利用癌症突变数据为种系错义变异的致病性分类提供信息。

Leveraging cancer mutation data to inform the pathogenicity classification of germline missense variants.

作者信息

Haque Bushra, Cheerie David, Pan Amy, Curtis Meredith, Nalpathamkalam Thomas, Nguyen Jimmy, Salhab Celine, Thiruvahindrapuram Bhooma, Zhang Jade, Couse Madeline, Hartley Taila, Morrow Michelle M, Price E Magda, Walker Susan, Malkin David, Roth Frederick P, Costain Gregory

机构信息

Program in Genetics and Genome Biology, SickKids Research Institute, Toronto, Ontario, Canada.

Department of Molecular Genetics, University of Toronto, Toronto, Ontario, Canada.

出版信息

PLoS Genet. 2025 Jan 6;21(1):e1011540. doi: 10.1371/journal.pgen.1011540. eCollection 2025 Jan.
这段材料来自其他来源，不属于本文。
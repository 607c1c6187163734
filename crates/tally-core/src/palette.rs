use serde::{Deserialize, Serialize};

pub const DEFAULT_COLORS: &[&str] = &[
    "#F44336", "#E91E63", "#9C27B0", "#673AB7", "#3F51B5", "#2196F3", "#03A9F4", "#00BCD4",
    "#009688", "#4CAF50", "#8BC34A", "#CDDC39", "#FFEB3B", "#FFC107", "#FF9800", "#FF5722",
    "#795548", "#9E9E9E", "#607D8B",
];

pub const DEFAULT_ICONS: &[&str] = &[
    "cutlery", "car", "home", "shopping-cart", "heartbeat", "graduation-cap", "plane", "gamepad",
    "gift", "paw", "tshirt", "bolt", "wifi", "phone", "film", "book", "dumbbell", "coffee",
    "money-bill", "piggy-bank",
];

/// Option sets offered by the color and icon pickers.
#[derive(Debug, Clone, PartialEq, Eq, Serialize, Deserialize)]
pub struct Palette {
    pub colors: Vec<String>,
    pub icons: Vec<String>,
}

impl Default for Palette {
    fn default() -> Self {
        Self {
            colors: DEFAULT_COLORS.iter().map(|s| s.to_string()).collect(),
            icons: DEFAULT_ICONS.iter().map(|s| s.to_string()).collect(),
        }
    }
}

impl Palette {
    /// Replace either set, keeping the default for whichever is `None` or empty.
    pub fn with_overrides(colors: Option<Vec<String>>, icons: Option<Vec<String>>) -> Self {
        let mut palette = Self::default();
        if let Some(colors) = colors.filter(|c| !c.is_empty()) {
            palette.colors = colors;
        }
        if let Some(icons) = icons.filter(|i| !i.is_empty()) {
            palette.icons = icons;
        }
        palette
    }
}

/// Parse a `#RRGGBB` token into its components.
pub fn parse_hex_color(token: &str) -> Option<(u8, u8, u8)> {
    let hex = token.strip_prefix('#')?;
    if hex.len() != 6 || !hex.is_ascii() {
        return None;
    }
    let r = u8::from_str_radix(&hex[0..2], 16).ok()?;
    let g = u8::from_str_radix(&hex[2..4], 16).ok()?;
    let b = u8::from_str_radix(&hex[4..6], 16).ok()?;
    Some((r, g, b))
}
use thiserror::Error;

use crate::validation::ValidationResult;

/// The two ways a creation attempt can fail. Both are recoverable and share
/// one display slot in the form.
#[derive(Debug, Clone, PartialEq, Eq, Error)]
pub enum TallyError {
    #[error("validation failed: {}", .0.messages().join(", "))]
    Validation(ValidationResult),

    #[error("{0}")]
    Persistence(String),
}

impl TallyError {
    /// Messages to show in the form's error slot.
    pub fn messages(&self) -> ValidationResult {
        match self {
            TallyError::Validation(result) => result.clone(),
            TallyError::Persistence(message) => ValidationResult::single(message.clone()),
        }
    }
}
use ratatui::prelude::*;
use ratatui::widgets::{Block, Borders, List, ListItem, ListState, Paragraph};
use tally_core::palette::parse_hex_color;
use tally_core::Category;

use crate::workflow::Snapshot;

/// Terminal color for a color token, if it is a `#RRGGBB` value.
pub fn token_color(token: &str) -> Option<Color> {
    parse_hex_color(token).map(|(r, g, b)| Color::Rgb(r, g, b))
}

pub fn swatch(token: &str) -> Span<'static> {
    match token_color(token) {
        Some(color) => Span::styled("██ ", Style::default().fg(color)),
        None => Span::styled("?? ", Style::default().fg(Color::DarkGray)),
    }
}

fn category_line(category: &Category) -> Line<'_> {
    Line::from(vec![
        swatch(&category.color),
        Span::styled(
            format!("[{}] ", category.icon),
            Style::default().fg(Color::DarkGray),
        ),
        Span::raw(category.name.as_str()),
    ])
}

pub fn render(frame: &mut Frame, snapshot: &Snapshot, is_active: bool, area: Rect) {
    let border_style = if is_active {
        Style::default().fg(Color::Cyan)
    } else {
        Style::default().fg(Color::DarkGray)
    };

    let block = Block::default()
        .title(format!(" Categories ({}) ", snapshot.categories.len()))
        .borders(Borders::ALL)
        .border_style(border_style);

    if snapshot.categories.is_empty() {
        let text = if snapshot.loaded {
            "No categories yet. Press n to create one."
        } else {
            "Loading..."
        };
        let paragraph = Paragraph::new(text)
            .block(block)
            .style(Style::default().fg(Color::DarkGray));
        frame.render_widget(paragraph, area);
        return;
    }

    let items: Vec<ListItem> = snapshot
        .categories
        .iter()
        .map(|c| ListItem::new(category_line(c)))
        .collect();

    let list = List::new(items)
        .block(block)
        .highlight_style(
            Style::default()
                .fg(Color::Black)
                .bg(Color::Cyan)
                .bold(),
        )
        .highlight_symbol("> ");

    let mut state = ListState::default();
    state.select(snapshot.cursor);
    frame.render_stateful_widget(list, area, &mut state);
}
DOI:10.1371/journal.pgen.1011540

PMID:39761285

原文链接:https://pmc.ncbi.nlm.nih.gov/articles/PMC11737861/

Abstract

Innovative and easy-to-implement strategies are needed to improve the pathogenicity assessment of rare germline missense variants. Somatic cancer driver mutations identified through large-scale tumor sequencing studies often impact genes that are also associated with rare Mendelian disorders. The use of cancer mutation data to aid in the interpretation of germline missense variants, regardless of whether the gene is associated with a hereditary cancer predisposition syndrome or a non-cancer-related developmental disorder, has not been systematically assessed. We extracted putative cancer driver missense mutations from the Cancer Hotspots database and annotated them as germline variants, including presence/absence and classification in ClinVar. We trained two supervised learning models (logistic regression and random forest) to predict variant classifications of germline missense variants in ClinVar using Cancer Hotspot data (training dataset). The performance of each model was evaluated with an independent test dataset generated in part from searching public and private genome-wide sequencing datasets from ~1.5 million individuals. Of the 2,447 cancer mutations, 691 corresponding germline variants had been previously classified in ClinVar: 426 (61.6%) as likely pathogenic/pathogenic, 261 (37.8%) as uncertain significance, and 4 (0.6%) as likely benign/benign. The odds ratio for a likely pathogenic/pathogenic classification in ClinVar was 28.3 (95% confidence interval: 24.2-33.1, p < 0.001), compared with all other germline missense variants in the same 216 genes. Both supervised learning models showed high correlation with pathogenicity assessments in the training dataset. There was high area under precision-recall curve values (0.847 and 0.829) and area under the receiver-operating characteristic curve values (0.821 and 0.774) for logistic regression and random forest models, respectively, when applied to the test dataset. With the use of cancer and germline datasets and supervised learning techniques, our study shows that cancer mutation data can be leveraged to improve the interpretation of germline missense variation potentially causing rare Mendelian disorders.

摘要

需要创新且易于实施的策略来改进对罕见种系错义变异的致病性评估。通过大规模肿瘤测序研究鉴定出的体细胞癌驱动突变通常会影响那些也与罕见孟德尔疾病相关的基因。利用癌症突变数据来辅助解释种系错义变异，无论该基因是否与遗传性癌症易感性综合征或非癌症相关的发育障碍有关，这一点尚未得到系统评估。我们从癌症热点数据库中提取了假定的癌症驱动错义突变，并将它们注释为种系变异，包括在ClinVar中的存在与否及分类情况。我们训练了两个监督学习模型（逻辑回归和随机森林），以使用癌症热点数据（训练数据集）来预测ClinVar中种系错义变异的变异分类。每个模型的性能都通过一个独立测试数据集进行评估，该测试数据集部分是通过搜索来自约150万人的公共和私人全基因组测序数据集生成的。在2447个癌症突变中，有691个相应的种系变异先前已在ClinVar中分类：426个（61.6%）被分类为可能致病/致病，261个（37.8%）意义不明确，4个（0.6%）被分类为可能良性/良性。与同一216个基因中的所有其他种系错义变异相比，ClinVar中可能致病/致病分类的优势比为28.3（95%置信区间：24.2 - 33.1，p < 0.001）。两个监督学习模型在训练数据集中与致病性评估都显示出高度相关性。当应用于测试数据集时，逻辑回归和随机森林模型的精确召回曲线下面积值分别为0.847和0.829，以及受试者工作特征曲线下面积值分别为0.821和0.774。通过使用癌症和种系数据集以及监督学习技术，我们的研究表明，癌症突变数据可用于改进对可能导致罕见孟德尔疾病的种系错义变异的解释。